Kissinger, Denver, Colorado, for Plaintiffs-Appellees.
Evans, LLC, Thomas J. Lyons, Keith M. Goman, Denver,
Colorado, for Defendant-Appellant.
by JUDGE ASHBY. Romá n and Kapelke[*], JJ.,
[¶1] This is an appeal from the district
court's order granting the application of the Arkansas
Valley Publishing Company, d/b/a The Herald Democrat (the
Herald), for an order to show cause, asking the court to
order the Lake County Board of County Commissioners (the
Board) to disclose the audio recording of its February 19 and
20, 2013, executive session. We reverse and remand the case
to the district court for further proceedings.
[¶2] On February 19, 2013, the Board
convened an executive session to discuss a disciplinary
matter involving the Director of the Lake County Building and
Land Use Department (the Director). Lake County did not have
a County Manager, and two members of the Board were serving
as the direct supervisors to that Department. An employee in
the Building and Land Use Department had accused the Director
of criminal conduct. Before the meeting, the Director met
with the County Sheriff and one of the supervising Board
members and confessed to the conduct.
[¶3] During the executive session, the Board
sought legal advice from the County Attorney who advised it
as to available options to respond to the misconduct. They
met for one to two hours before recessing to attend to
personal matters and to participate in the regularly
scheduled monthly meeting. The Board did not mention the
executive session at the monthly meeting, but reconvened the
executive session the next morning for about one hour. The
entire executive session was audio-recorded.
[¶4] On March 18th, the Board published the
minutes of the February 19th meeting prior to the Board's
vote to go into executive session. That same day, the Herald
requested the executive session recording. The Board denied
[¶5] Several months later, the Herald filed
an application to show cause, asking the court to order
disclosure of the recording. The Herald requested disclosure
under both the Colorado Open Meetings Law (OML), sections
24-6-401 to -402, C.R.S. 2014, and the Colorado Open Records
Act (CORA), sections 24-72-200.1 to - 206, C.R.S. 2014. After
a hearing, the court granted the Herald's request based
on its interpretation of the OML, but, at the Board's
request, stayed the order pending this appeal.
Open Meetings Law
[¶6] The Board contends that the district
court erred by granting the Herald's application and
ordering the executive session recordings to be disclosed.
Specifically, the Board contends that the district court
erred by finding that the executive session, held February 19
and 20, was a meeting subject to the OML. We agree that the
meeting was subject to the OML, but conclude that the
exception in section 24-6-402 (2)(f) for supervision of
employees by county commissioners, C.R.S. 2014, applies.
[¶7] We review the district court's
interpretation of the OML de novo. See Colo.

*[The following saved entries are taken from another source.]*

//! Ability estimator.
//!
//! Maintains the per-LO ability posterior from graded item responses.
//!
//! Three regimes by attempt count:
//! - Cold start (attempts < 5): Elo-style rating update with fixed K,
//!   bridged to the ability scale via theta = (R - 1500) / 400.
//! - Warm transition (attempts 5..=8): cold-start and full-estimator outputs
//!   blended, 70/30 in favor of cold start at attempt 5, sliding linearly to
//!   100% full estimator at attempt 9.
//! - Full estimator (attempts >= 9): slope-1 Rasch model extended to graded
//!   responses with a partial-credit (GPCM) likelihood. The ability point
//!   estimate is refreshed by EAP integration on a fixed 41-point
//!   Gauss-Hermite grid centred on the previous posterior; the standard
//!   error accumulates Fisher information, adding each item's information
//!   at the estimate it was administered at.
//!
//! Every path is a pure function of (state, item, response); identical input
//! produces bit-identical output.

use serde::{Deserialize, Serialize};

use crate::config::EngineConfig;
use crate::error::EngineError;
use crate::numeric::{normal_cdf, GaussHermite, SCALING_D};
use crate::types::{ItemRecord, LearnerLoState, MIN_SE};

/// Point estimate triple exposed to selectors and schedulers.
#[derive(Debug, Clone, Copy, Serialize, Deserialize)]
pub struct AbilityEstimate {
    pub theta_hat: f64,
    pub se: f64,
    pub mastery_prob: f64,
}

/// GPCM category probabilities at `theta` for a calibrated item.
///
/// Cumulative logits s_k = sum_{v<=k} D * (theta - b - tau_v), softmaxed with
/// max-subtraction. A 2-category item reduces exactly to the Rasch model.
pub fn category_probs(item: &ItemRecord, theta: f64) -> Result<Vec<f64>, EngineError> {
    if item.categories() < 2 {
        return Err(EngineError::DegenerateItem {
            item_id: item.item_id.clone(),
        });
    }

    let mut logits = Vec::with_capacity(item.categories());
    let mut acc = 0.0;
    logits.push(0.0);
    for &t in &item.tau {
        acc += SCALING_D * (theta - item.b - t);
        logits.push(acc);
    }

    let max = logits.iter().cloned().fold(f64::NEG_INFINITY, f64::max);
    let mut probs: Vec<f64> = logits.iter().map(|&l| (l - max).exp()).collect();
    let sum: f64 = probs.iter().sum();
    for p in probs.iter_mut() {
        *p /= sum;
    }
    Ok(probs)
}

/// Fisher information of the slope-1 GPCM at `theta`: D^2 times the variance
/// of the category score.
pub fn fisher_information(item: &ItemRecord, theta: f64) -> Result<f64, EngineError> {
    let probs = category_probs(item, theta)?;
    let mean: f64 = probs.iter().enumerate().map(|(k, p)| k as f64 * p).sum();
    let second: f64 = probs
        .iter()
        .enumerate()
        .map(|(k, p)| (k as f64) * (k as f64) * p)
        .sum();
    Ok(SCALING_D * SCALING_D * (second - mean * mean).max(0.0))
}

pub struct AbilityEstimator {
    config: EngineConfig,
    quad: GaussHermite,
}

impl AbilityEstimator {
    pub fn new(config: EngineConfig) -> Self {
        let quad = GaussHermite::new(config.quadrature_points);
        Self { config, quad }
    }

    /// Apply one graded response: `(state, item, category) -> state'`.
    ///
    /// Fails with `InvalidResponse` when the category is outside
    /// `[0, len(tau)]` and `DegenerateItem` for items with fewer than two
    /// categories. The input state is never mutated.
    pub fn update(
        &self,
        state: &LearnerLoState,
        item: &ItemRecord,
        category: u32,
    ) -> Result<LearnerLoState, EngineError> {
        if item.categories() < 2 {
            return Err(EngineError::DegenerateItem {
                item_id: item.item_id.clone(),
            });
        }
        if category > item.max_category() {
            return Err(EngineError::InvalidResponse {
                item_id: item.item_id.clone(),
                category,
                max_category: item.max_category(),
            });
        }

        let mut next = state.clone();
        let attempts = state.items_attempted + 1;
        next.items_attempted = attempts;

        // Elo bridge runs on every attempt so the blend always has a live
        // cold-start opinion.
        let score = category as f64 / item.max_category() as f64;
        next.rating = self.elo_update(state.rating, item.b, score);
        let theta_cold = (next.rating - self.config.elo_base_rating) / self.config.elo_scale;
        let se_cold = (1.0 / (attempts as f64).sqrt()).clamp(0.25, 1.0);

        // Full estimator: EAP refresh of the point estimate; the standard
        // error accrues the item's Fisher information at the pre-update
        // estimate, the ability the item was administered at.
        let theta_full = self.eap_update(state, item, category)?;
        let prior_se = state.se.max(MIN_SE);
        let info = fisher_information(item, state.theta_hat)?;
        let se_full = (1.0 / (1.0 / (prior_se * prior_se) + info))
            .sqrt()
            .max(MIN_SE);

        let w = self.config.cold_weight(attempts);
        next.theta_hat = w * theta_cold + (1.0 - w) * theta_full;
        next.se = (w * se_cold + (1.0 - w) * se_full).max(MIN_SE);

        let crossed_before = state.mastery_crossed_at.is_some();
        next.mastery_prob = normal_cdf((next.theta_hat - self.config.theta_cut) / next.se);
        next.push_se(next.se);

        if next.mastery_prob >= self.config.mastery_threshold {
            if next.mastery_crossed_at.is_none() {
                next.mastery_crossed_at = Some(attempts);
            }
            // A probe only confirms mastery if it was served after the
            // threshold was first crossed.
            if crossed_before && (item.b - next.theta_hat).abs() <= self.config.probe_window {
                next.last_probe_b = Some(item.b);
                next.probe_confirmed = true;
            }
        } else {
            next.mastery_crossed_at = None;
            next.probe_confirmed = false;
            next.last_probe_b = None;
        }

        Ok(next)
    }

    /// Current point estimates for a state.
    pub fn estimate(&self, state: &LearnerLoState) -> AbilityEstimate {
        AbilityEstimate {
            theta_hat: state.theta_hat,
            se: state.se,
            mastery_prob: normal_cdf((state.theta_hat - self.config.theta_cut) / state.se.max(MIN_SE)),
        }
    }

    fn elo_update(&self, rating: f64, item_b: f64, score: f64) -> f64 {
        let item_rating = self.config.elo_base_rating + self.config.elo_scale * item_b;
        let expected =
            1.0 / (1.0 + 10.0_f64.powf((item_rating - rating) / self.config.elo_scale));
        rating + self.config.elo_k * (score - expected)
    }

    /// One EAP mean refresh: previous posterior N(theta_hat, se) as prior,
    /// GPCM likelihood of the observed category, fixed grid, fixed summation
    /// order.
    fn eap_update(
        &self,
        state: &LearnerLoState,
        item: &ItemRecord,
        category: u32,
    ) -> Result<f64, EngineError> {
        let points = self.quad.prior_points(state.theta_hat, state.se.max(MIN_SE));

        let mut mass = 0.0;
        let mut mean_acc = 0.0;
        for &(theta, w) in &points {
            let like = category_probs(item, theta)?[category as usize];
            let p = w * like;
            mass += p;
            mean_acc += p * theta;
        }

        if mass <= f64::MIN_POSITIVE {
            // Likelihood underflowed everywhere on the grid; keep the prior.
            tracing::warn!(
                item_id = %item.item_id,
                lo_id = %state.lo_id,
                "EAP mass underflow, keeping prior mean"
            );
            return Ok(state.theta_hat);
        }

        Ok(mean_acc / mass)
    }
}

Off-Highway Vehicle Coalition v. Colo. Bd. of Parks & Outdoor
Rec., 292 P.3d 1132, 2012 COA 146, ¶ 22. In
interpreting statutes, our primary task is to ascertain and
discern the legislature's intent. Id. To do so,
we first look to the language of the statute, giving words
and phrases their plain and commonly understood meanings.
Id.; Gumina v. City of Sterling, 119 P.3d
527, 530 (Colo.App. 2004). If the language is clear, we apply
the statute as written. Free Speech Def Comm. v.
Thomas, 80 P.3d 935, 936 (Colo.App. 2003). If the
language is ambiguous, we may look to external sources to
discern legislative intent. Id.
[¶8] The legislative policy underlying the
OML is " that the formation of public policy is public
business and may not be conducted in secret." §
24-6-401. Therefore, as relevant here, the statute provides
that " [a]ll meetings of a quorum or three or more
members of any local public body, whichever is fewer, at
which any public business is discussed or at which any formal
action may be taken are declared to be public meetings open
to the public at all times." § 24-6-402(2)(b);
see § 24-6-402(1)(b) (A " meeting" is
" any kind of gathering, convened to discuss public
business, in person, by telephone, electronically, or by
other means of communication." ).
[¶9] " Public business" is not
defined in the statute, but the supreme court has held that
" a meeting must be part of the policy-making process to
be subject to the requirements of the OML. A meeting is part
of the policy-making process if it concerns a matter related
to the policy-making function of the local public body
holding or attending the meeting." Bd. of Cnty.
Comm'rs v. Costilla Cnty. Conservancy Dist., 88 P.3d
1188, 1194 (Colo. 2004).
[a]ny meetings at which the adoption of any proposed policy,
position, resolution, rule, regulation, or formal action
occurs or at which a majority or quorum of the body is in
attendance, or is expected to be in attendance, shall be
held only after full and timely notice to the public.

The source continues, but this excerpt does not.